*Try it:*
Pick out the lines below with "crate" and list them.

*Information shown:*
*****
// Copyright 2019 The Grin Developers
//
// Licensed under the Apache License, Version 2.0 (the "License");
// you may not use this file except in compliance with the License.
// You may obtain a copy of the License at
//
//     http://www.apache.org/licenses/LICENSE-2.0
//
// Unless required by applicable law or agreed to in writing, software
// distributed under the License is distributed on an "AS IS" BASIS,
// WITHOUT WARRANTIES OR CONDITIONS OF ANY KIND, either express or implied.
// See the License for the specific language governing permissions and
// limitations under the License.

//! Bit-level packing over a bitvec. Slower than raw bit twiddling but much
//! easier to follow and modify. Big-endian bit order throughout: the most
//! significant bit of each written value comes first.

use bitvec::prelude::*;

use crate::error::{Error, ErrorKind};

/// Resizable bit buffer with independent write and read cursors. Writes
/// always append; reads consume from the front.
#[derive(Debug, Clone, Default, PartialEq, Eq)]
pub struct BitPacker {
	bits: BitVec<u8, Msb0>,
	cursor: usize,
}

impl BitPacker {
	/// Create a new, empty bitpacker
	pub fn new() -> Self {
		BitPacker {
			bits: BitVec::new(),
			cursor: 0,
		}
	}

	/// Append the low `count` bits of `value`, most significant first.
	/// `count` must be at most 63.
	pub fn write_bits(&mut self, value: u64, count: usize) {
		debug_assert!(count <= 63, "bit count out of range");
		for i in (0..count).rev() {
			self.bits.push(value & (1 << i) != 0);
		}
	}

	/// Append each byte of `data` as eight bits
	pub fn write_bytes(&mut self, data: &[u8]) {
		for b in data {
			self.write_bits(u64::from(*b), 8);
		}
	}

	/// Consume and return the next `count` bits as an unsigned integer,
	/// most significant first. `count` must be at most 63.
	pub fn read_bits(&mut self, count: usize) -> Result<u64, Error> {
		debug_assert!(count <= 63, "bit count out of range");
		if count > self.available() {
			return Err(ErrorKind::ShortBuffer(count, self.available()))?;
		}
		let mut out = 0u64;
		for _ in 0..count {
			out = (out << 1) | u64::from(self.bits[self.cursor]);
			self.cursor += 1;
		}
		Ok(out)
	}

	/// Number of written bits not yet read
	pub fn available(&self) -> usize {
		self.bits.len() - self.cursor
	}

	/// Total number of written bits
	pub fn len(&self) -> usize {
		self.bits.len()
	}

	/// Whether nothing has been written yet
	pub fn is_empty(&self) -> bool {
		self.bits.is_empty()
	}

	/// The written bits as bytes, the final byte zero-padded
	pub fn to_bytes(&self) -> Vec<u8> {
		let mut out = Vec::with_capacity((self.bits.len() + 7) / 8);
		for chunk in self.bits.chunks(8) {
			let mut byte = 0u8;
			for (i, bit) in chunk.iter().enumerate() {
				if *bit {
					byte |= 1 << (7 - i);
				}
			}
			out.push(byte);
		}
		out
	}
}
*****
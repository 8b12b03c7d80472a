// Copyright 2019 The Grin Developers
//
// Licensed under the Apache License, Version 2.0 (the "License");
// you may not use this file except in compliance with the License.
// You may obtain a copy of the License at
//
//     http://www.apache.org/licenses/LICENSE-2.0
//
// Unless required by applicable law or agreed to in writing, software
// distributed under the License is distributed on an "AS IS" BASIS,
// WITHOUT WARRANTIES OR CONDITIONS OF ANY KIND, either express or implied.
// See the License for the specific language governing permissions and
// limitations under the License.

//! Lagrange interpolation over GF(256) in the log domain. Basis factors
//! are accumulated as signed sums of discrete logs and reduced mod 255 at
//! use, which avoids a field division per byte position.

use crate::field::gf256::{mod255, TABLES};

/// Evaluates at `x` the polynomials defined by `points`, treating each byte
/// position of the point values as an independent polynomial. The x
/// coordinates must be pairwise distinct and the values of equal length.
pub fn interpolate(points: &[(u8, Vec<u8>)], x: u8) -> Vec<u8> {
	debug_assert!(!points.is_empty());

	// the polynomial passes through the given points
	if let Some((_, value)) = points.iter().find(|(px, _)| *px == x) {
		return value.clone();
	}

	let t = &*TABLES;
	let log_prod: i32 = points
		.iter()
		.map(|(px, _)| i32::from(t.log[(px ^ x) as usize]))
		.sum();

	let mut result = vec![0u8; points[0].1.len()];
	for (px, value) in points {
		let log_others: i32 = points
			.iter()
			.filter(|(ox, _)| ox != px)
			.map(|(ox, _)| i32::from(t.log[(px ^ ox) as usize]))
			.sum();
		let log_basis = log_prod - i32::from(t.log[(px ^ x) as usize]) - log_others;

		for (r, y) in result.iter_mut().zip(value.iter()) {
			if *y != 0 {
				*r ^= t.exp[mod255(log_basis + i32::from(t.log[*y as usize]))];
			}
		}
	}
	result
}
*****
*Final answer:*
use crate::error::{Error, ErrorKind};
use crate::field::gf256::{mod255, TABLES};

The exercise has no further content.